這次從裴祖兒身上,又收獲到元炁,又拿到了二兩銀子,這就是一隻大肥羊,哪裏還能不滿意的,他還深怕對方會跑了呢。
思及此,沈良暗下決心這女子現在得結交一下,日後方可再撈點東西, 於是,沈良點點頭,開門見山地談起交易。
“你說的那個顱鐵匠究竟是怎麽回事?”沈良第一句開口問的,不是有關於縫屍人的事,而是顱鐵匠的事。
因為他想到了,之前江城官府案件卷宗裏的人口失蹤。
裴祖兒看一眼沈良:“有聽說過江城發生在一個月半前的連環失蹤嗎?”
沈良心頭一動,於是不露聲色問道:“你是想說,那次的連環失蹤與這顱鐵匠有關?”
“我好像記得,這案子已經破了吧?江郎天下報還談及過此事,犯人已經人贓並獲了。”
裴祖兒搖搖頭,:“他們殺的不過是一具顱鐵匠的傀儡,就和我一樣,出來都是用的傀皮。”
沈良聽著裴祖兒的話,不置可否點點頭。
他此前殺死過一次那顱鐵匠的最強傀儡。
一直以來。
沈良都十分很好奇,裴祖兒的真身到底長什麽樣子?難道也是前胸貼後背,打扮一下就是個男子小夥?所以現在就是裴祖兒的原本麵貌?
這小小年紀就已頗有城府的小女子,又到底擁有多少具傀皮?若是有成千上百張…沈良就得想個法子,怎麽撈著這些傀皮身上的元炁了。
“此前,朝廷的那幫人,的確是找到了罪魁者,但那也隻不過是傀皮軀殼,並非本尊。起初我的耳目去確認過,一開始也發現端倪,他的偽裝實在厲害,直到我追查縫屍人那條線索時,這才無意中發現到這個秘密。”
並不知道沈良此刻真實想法的裴祖兒,繼續說道。
一個半月前,她因為發現到沈良在追查的顱鐵匠,並不是本尊,而是由幾具屍體殘骸拚湊而成的傀儡時,她就已清楚,那條線索已經中斷,於是改而尋找其它線索。

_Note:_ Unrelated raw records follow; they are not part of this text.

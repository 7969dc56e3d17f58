//! The orchestrator: resolves the staged schema, builds the generator handle,
//! prepares the output directories and runs both chains.

use super::api::api_chain;
use super::chain::GeneratorChain;
use super::controller::controller_chain;
use super::output::prepare_output_dir;
use crate::config::GeneratorConfig;
use crate::error::{CodegenError, Result};
use crate::generator::{Generator, TemplateGenerator};
use crate::model::ServiceDocuments;
use crate::provision::ServiceArg;
use std::path::{Path, PathBuf};
use tracing::info;

/// Inputs of one generation run. Fully determines where output lands.
#[derive(Debug, Clone, PartialEq, Eq)]
pub struct GenerationRequest {
    pub service: ServiceArg,
    /// Version token used verbatim in the API output path, e.g. `v1alpha1`
    pub api_version: String,
    pub provider_dir: PathBuf,
    /// Root the schema documents were staged under
    pub schema_staging_dir: PathBuf,
    pub template_dir: PathBuf,
    pub generator_config_path: Option<PathBuf>,
}

impl GenerationRequest {
    pub fn new(
        service: ServiceArg,
        api_version: impl Into<String>,
        provider_dir: impl Into<PathBuf>,
        schema_staging_dir: impl Into<PathBuf>,
        template_dir: impl Into<PathBuf>,
    ) -> Self {
        Self {
            service,
            api_version: api_version.into(),
            provider_dir: provider_dir.into(),
            schema_staging_dir: schema_staging_dir.into(),
            template_dir: template_dir.into(),
            generator_config_path: None,
        }
    }

    /// Use a generator configuration file
    pub fn with_generator_config_path(mut self, path: impl Into<PathBuf>) -> Self {
        self.generator_config_path = Some(path.into());
        self
    }

    /// `<provider>/apis/<service>/<api version>`
    pub fn api_path(&self) -> PathBuf {
        self.provider_dir
            .join("apis")
            .join(&self.service.group)
            .join(&self.api_version)
    }

    /// `<provider>/pkg/controller/<service>`
    pub fn controller_path(&self) -> PathBuf {
        self.provider_dir
            .join("pkg")
            .join("controller")
            .join(&self.service.group)
    }
}

/// Files written by a successful run, per chain, in write order
#[derive(Debug, Clone, Default, PartialEq, Eq)]
pub struct GenerationReport {
    pub api_files: Vec<PathBuf>,
    pub controller_files: Vec<PathBuf>,
}

impl GenerationReport {
    pub fn total(&self) -> usize {
        self.api_files.len() + self.controller_files.len()
    }
}

/// One generation: a request plus the two chains run against it
#[derive(Debug)]
pub struct Generation {
    request: GenerationRequest,
    apis: GeneratorChain,
    controller: GeneratorChain,
}

impl Generation {
    pub fn new(request: GenerationRequest) -> Self {
        Self {
            request,
            apis: api_chain(),
            controller: controller_chain(),
        }
    }

    /// Build the generator handle for this request.
    ///
    /// # Errors
    ///
    /// [`CodegenError::SchemaResolution`] if the staged documents cannot be
    /// read, [`CodegenError::HandleConstruction`] for a bad api version,
    /// generator config or template directory.
    pub fn build_generator(&self) -> Result<TemplateGenerator> {
        let req = &self.request;
        let documents = ServiceDocuments::load(&req.schema_staging_dir, &req.service)?;

        validate_api_version(&req.api_version)?;
        let config = GeneratorConfig::load(req.generator_config_path.as_deref())?;
        let model = documents.derive(&config)?;
        TemplateGenerator::new(
            model,
            &req.api_version,
            config.api_group(&req.service.group),
            &req.template_dir,
        )
    }

    /// Run the whole pipeline.
    ///
    /// Nothing is rolled back on failure: files written by completed steps
    /// stay, and re-running overwrites them.
    ///
    /// # Errors
    ///
    /// See [`Generation::build_generator`] and [`Generation::run_chains`].
    pub fn generate(&self) -> Result<GenerationReport> {
        info!(
            service = %self.request.service,
            api_version = %self.request.api_version,
            provider_dir = %self.request.provider_dir.display(),
            "Generating provider files"
        );
        let generator = self.build_generator()?;
        self.run_chains(&generator)
    }

    /// Prepare the output directories and run the API chain, then the
    /// controller chain, against an already built handle.
    ///
    /// # Errors
    ///
    /// [`CodegenError::OutputPrep`] if a directory cannot be created,
    /// [`CodegenError::ApiGeneration`] / [`CodegenError::ControllerGeneration`]
    /// naming the first step that failed.
    pub fn run_chains(&self, generator: &dyn Generator) -> Result<GenerationReport> {
        let api_path = self.request.api_path();
        let controller_path = self.request.controller_path();
        for path in [&api_path, &controller_path] {
            prepare_output_dir(path)?;
        }

        let api_files = self
            .apis
            .run(generator, &api_path)
            .map_err(|f| CodegenError::ApiGeneration {
                step: f.step,
                source: Box::new(f.source),
            })?;
        info!(path = %api_path.display(), files = api_files.len(), "Generated API files");

        let controller_files = self
            .controller
            .run(generator, &controller_path)
            .map_err(|f| CodegenError::ControllerGeneration {
                step: f.step,
                source: Box::new(f.source),
            })?;
        info!(
            path = %controller_path.display(),
            files = controller_files.len(),
            "Generated controller files"
        );

        Ok(GenerationReport {
            api_files,
            controller_files,
        })
    }
}

fn validate_api_version(version: &str) -> Result<()> {
    let path = Path::new(version);
    let single_component = path.components().count() == 1
        && matches!(path.components().next(), Some(std::path::Component::Normal(_)));
    if version.trim().is_empty() || !single_component {
        return Err(CodegenError::handle(
            format!("invalid api version '{version}'"),
            "api version must be a single non-empty path component",
        ));
    }
    Ok(())
}
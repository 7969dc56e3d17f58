use crate::codegen::{Generation, GenerationReport, GenerationRequest};
use crate::config::{
    DEFAULT_PROVIDER_DIR, DEFAULT_SCHEMA_BASE_URL, DEFAULT_SDK_REVISION, DEFAULT_TEMPLATE_DIR,
};
use crate::logging::{LogConfig, LogFormat};
use crate::provision::{stage_schema, HttpSchemaSource, SchemaSource, ServiceArg};
use anyhow::Context;
use clap::Parser;
use std::path::PathBuf;
use tracing::info;

/// Generates API types and controller scaffolding for one cloud service
#[derive(Parser, Debug)]
#[command(name = "provider-gen")]
#[command(about = "Provider Generator.", long_about = None)]
#[command(disable_version_flag = true)]
pub struct Cli {
    /// The service to generate a controller for, in the form ecr/2015-09-21
    #[arg(short, long, env = "SERVICE")]
    pub service: String,

    /// The revision of the SDK the service models are pulled from
    #[arg(long, env = "SDK_REVISION", default_value = DEFAULT_SDK_REVISION)]
    pub sdk_revision: String,

    /// The version for the generated API types, e.g. v1alpha1
    #[arg(short, long, env = "VERSION")]
    pub version: String,

    /// The directory of the provider
    #[arg(short = 'o', long, env = "PROVIDER_DIR", default_value = DEFAULT_PROVIDER_DIR)]
    pub provider_dir: PathBuf,

    /// The directory of the templates to use
    #[arg(short, long, env = "TEMPLATE_DIR", default_value = DEFAULT_TEMPLATE_DIR)]
    pub template_dir: PathBuf,

    /// Generator configuration file (YAML)
    #[arg(long, env = "GENERATOR_CONFIG")]
    pub generator_config: Option<PathBuf>,

    /// Raw-content base URL the service models are downloaded from
    #[arg(long, env = "SCHEMA_BASE_URL", default_value = DEFAULT_SCHEMA_BASE_URL)]
    pub schema_base_url: String,

    /// Keep the downloaded schema directory instead of removing it
    #[arg(long, env = "KEEP_STAGING", default_value_t = false)]
    pub keep_staging: bool,

    /// Log level: trace, debug, info, warn, error
    #[arg(long, env = "LOG_LEVEL", default_value = "info")]
    pub log_level: String,

    /// Log output format
    #[arg(long, env = "LOG_FORMAT", value_enum, default_value_t = LogFormat::Pretty)]
    pub log_format: LogFormat,
}

impl Cli {
    pub fn log_config(&self) -> LogConfig {
        LogConfig {
            log_level: self.log_level.clone(),
            format: self.log_format,
        }
    }
}

/// Run a generation for the parsed command line, downloading the models over HTTP.
///
/// # Errors
///
/// Returns the first failure of any stage, with context describing it.
pub fn run_cli(cli: Cli) -> anyhow::Result<GenerationReport> {
    // Validate before touching the network.
    ServiceArg::parse(&cli.service)?;
    let source = HttpSchemaSource::new(&cli.schema_base_url)?;
    run_with_source(&cli, &source)
}

/// Run a generation, fetching the schema documents from `source`.
///
/// # Errors
///
/// Returns the first failure of any stage, with context describing it.
pub fn run_with_source(cli: &Cli, source: &dyn SchemaSource) -> anyhow::Result<GenerationReport> {
    let service = ServiceArg::parse(&cli.service)?;
    let staged = stage_schema(source, &cli.sdk_revision, &service)?;

    let mut request = GenerationRequest::new(
        service,
        cli.version.clone(),
        cli.provider_dir.clone(),
        staged.root(),
        cli.template_dir.clone(),
    );
    if let Some(path) = &cli.generator_config {
        request = request.with_generator_config_path(path);
    }

    let result = Generation::new(request)
        .generate()
        .context("api could not be generated");

    if cli.keep_staging {
        let kept = staged.keep();
        info!(staging_dir = %kept.display(), "Kept schema staging directory");
    }

    let report = result?;
    info!(
        api_files = report.api_files.len(),
        controller_files = report.controller_files.len(),
        "Generation complete"
    );
    Ok(report)
}
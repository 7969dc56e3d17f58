//! Steps that write the API package: one type file per resource, the shared
//! types and enums files when there is anything to put in them, the
//! group/version descriptor and the package doc.

use super::chain::{FnStep, GeneratorChain};
use super::output::{write_generated_file, GO_EXT};
use super::resources;
use crate::error::Result;
use crate::generator::Generator;
use crate::model::to_snake_case;
use std::path::{Path, PathBuf};
use tracing::debug;

pub const TYPES_FILE: &str = "types";
pub const ENUMS_FILE: &str = "enums";
pub const GROUP_VERSION_INFO_FILE: &str = "groupversion_info";
pub const DOC_FILE: &str = "doc";

/// The API file chain in its fixed order
pub fn api_chain() -> GeneratorChain {
    GeneratorChain::new()
        .with_step(FnStep::new("crd-files", generate_crd_files))
        .with_step(FnStep::new("types-file", generate_types_file))
        .with_step(FnStep::new("enums-file", generate_enums_file))
        .with_step(FnStep::new(
            "groupversion-info-file",
            generate_group_version_info_file,
        ))
        .with_step(FnStep::new("doc-file", generate_doc_file))
}

/// Write one type file per resource, named after its kind in snake case.
pub fn generate_crd_files(g: &dyn Generator, api_path: &Path) -> Result<Vec<PathBuf>> {
    let mut written = Vec::new();
    for crd in resources(g)? {
        let content = g.render_resource_file(&crd)?;
        let path = api_path.join(format!("{}.{GO_EXT}", to_snake_case(&crd.kind)));
        write_generated_file(&path, &content)?;
        debug!(path = %path.display(), kind = %crd.kind, "Wrote resource type file");
        written.push(path);
    }
    Ok(written)
}

/// Write the shared types file; nothing is written without shared types.
pub fn generate_types_file(g: &dyn Generator, api_path: &Path) -> Result<Vec<PathBuf>> {
    if g.type_defs()?.is_empty() {
        debug!("No shared type definitions, skipping types file");
        return Ok(Vec::new());
    }
    write_api_file(g, api_path, TYPES_FILE)
}

/// Write the shared enums file; nothing is written without enums.
pub fn generate_enums_file(g: &dyn Generator, api_path: &Path) -> Result<Vec<PathBuf>> {
    if g.enum_defs()?.is_empty() {
        debug!("No enum definitions, skipping enums file");
        return Ok(Vec::new());
    }
    write_api_file(g, api_path, ENUMS_FILE)
}

pub fn generate_group_version_info_file(
    g: &dyn Generator,
    api_path: &Path,
) -> Result<Vec<PathBuf>> {
    write_api_file(g, api_path, GROUP_VERSION_INFO_FILE)
}

pub fn generate_doc_file(g: &dyn Generator, api_path: &Path) -> Result<Vec<PathBuf>> {
    write_api_file(g, api_path, DOC_FILE)
}

fn write_api_file(g: &dyn Generator, api_path: &Path, name: &str) -> Result<Vec<PathBuf>> {
    let content = g.render_api_file(name)?;
    let path = api_path.join(format!("{name}.{GO_EXT}"));
    write_generated_file(&path, &content)?;
    debug!(path = %path.display(), "Wrote API file");
    Ok(vec![path])
}

#[cfg(test)]
mod tests {
    use super::*;
    use crate::codegen::testing::{resource, StubGenerator};
    use crate::error::CodegenError;
    use crate::model::{EnumDef, TypeDef};

    fn files(dir: &Path) -> Vec<String> {
        let mut names: Vec<String> = std::fs::read_dir(dir)
            .unwrap()
            .map(|e| e.unwrap().file_name().to_string_lossy().into_owned())
            .collect();
        names.sort();
        names
    }

    #[test]
    fn test_chain_order() {
        assert_eq!(
            api_chain().step_names(),
            vec![
                "crd-files",
                "types-file",
                "enums-file",
                "groupversion-info-file",
                "doc-file"
            ]
        );
    }

    #[test]
    fn test_one_type_file_per_resource() {
        let dir = tempfile::tempdir().unwrap();
        let g = StubGenerator {
            resources: vec![resource("Repository"), resource("LifecyclePolicy")],
            ..Default::default()
        };
        let written = api_chain().run(&g, dir.path()).unwrap();
        assert_eq!(written.len(), 4);
        assert_eq!(
            files(dir.path()),
            vec!["doc.go", "groupversion_info.go", "lifecycle_policy.go", "repository.go"]
        );
        assert_eq!(
            std::fs::read_to_string(dir.path().join("lifecycle_policy.go")).unwrap(),
            "resource LifecyclePolicy\n"
        );
    }

    #[test]
    fn test_zero_resources_still_writes_metadata() {
        let dir = tempfile::tempdir().unwrap();
        api_chain().run(&StubGenerator::default(), dir.path()).unwrap();
        assert_eq!(files(dir.path()), vec!["doc.go", "groupversion_info.go"]);
    }

    #[test]
    fn test_shared_types_and_enums_written_when_present() {
        let dir = tempfile::tempdir().unwrap();
        let g = StubGenerator {
            type_defs: vec![TypeDef {
                name: "Tag".to_string(),
                fields: vec![],
                doc: None,
            }],
            enum_defs: vec![EnumDef {
                name: "Mutability".to_string(),
                values: vec![],
                doc: None,
            }],
            ..Default::default()
        };
        api_chain().run(&g, dir.path()).unwrap();
        assert_eq!(
            files(dir.path()),
            vec!["doc.go", "enums.go", "groupversion_info.go", "types.go"]
        );
    }

    #[test]
    fn test_render_failure_stops_chain() {
        let dir = tempfile::tempdir().unwrap();
        let g = StubGenerator {
            resources: vec![resource("Repository")],
            fail_render: Some("groupversion_info".to_string()),
            ..Default::default()
        };
        let failure = api_chain().run(&g, dir.path()).unwrap_err();
        assert_eq!(failure.step, "groupversion-info-file");
        assert!(matches!(failure.source, CodegenError::Render { .. }));
        // Earlier step committed, later step never ran.
        assert_eq!(files(dir.path()), vec!["repository.go"]);
    }

    #[test]
    fn test_enumeration_failure() {
        let dir = tempfile::tempdir().unwrap();
        let g = StubGenerator {
            fail_enumeration: true,
            ..Default::default()
        };
        let failure = api_chain().run(&g, dir.path()).unwrap_err();
        assert_eq!(failure.step, "crd-files");
        assert!(matches!(
            failure.source,
            CodegenError::ResourceEnumeration { .. }
        ));
        assert!(files(dir.path()).is_empty());
    }
}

而她的追殺經驗,也的確是讓她很快找到了,對方還沒來得及處理掉的一些蛛絲馬跡,從而一路追蹤到最新線索。
是她很快發現到,這件事似乎並不簡單。
因為她發現,對方還有位隱藏得非常深的同夥……
裴祖兒繼續對沈良說道:“聽說過守墓奴嗎?每個守墓奴背後,都有不能說的秘密。”
“想必你也猜到,其實我裴家的傀術也是近些年才悟出練成,而且還是從北域那兒,這其中…”
當說到這時,裴祖兒似想到什麽,又輕描淡寫加一句:“呃,哦,我差點忘記,你隻是個江湖晚輩,哪裏曉得這些。”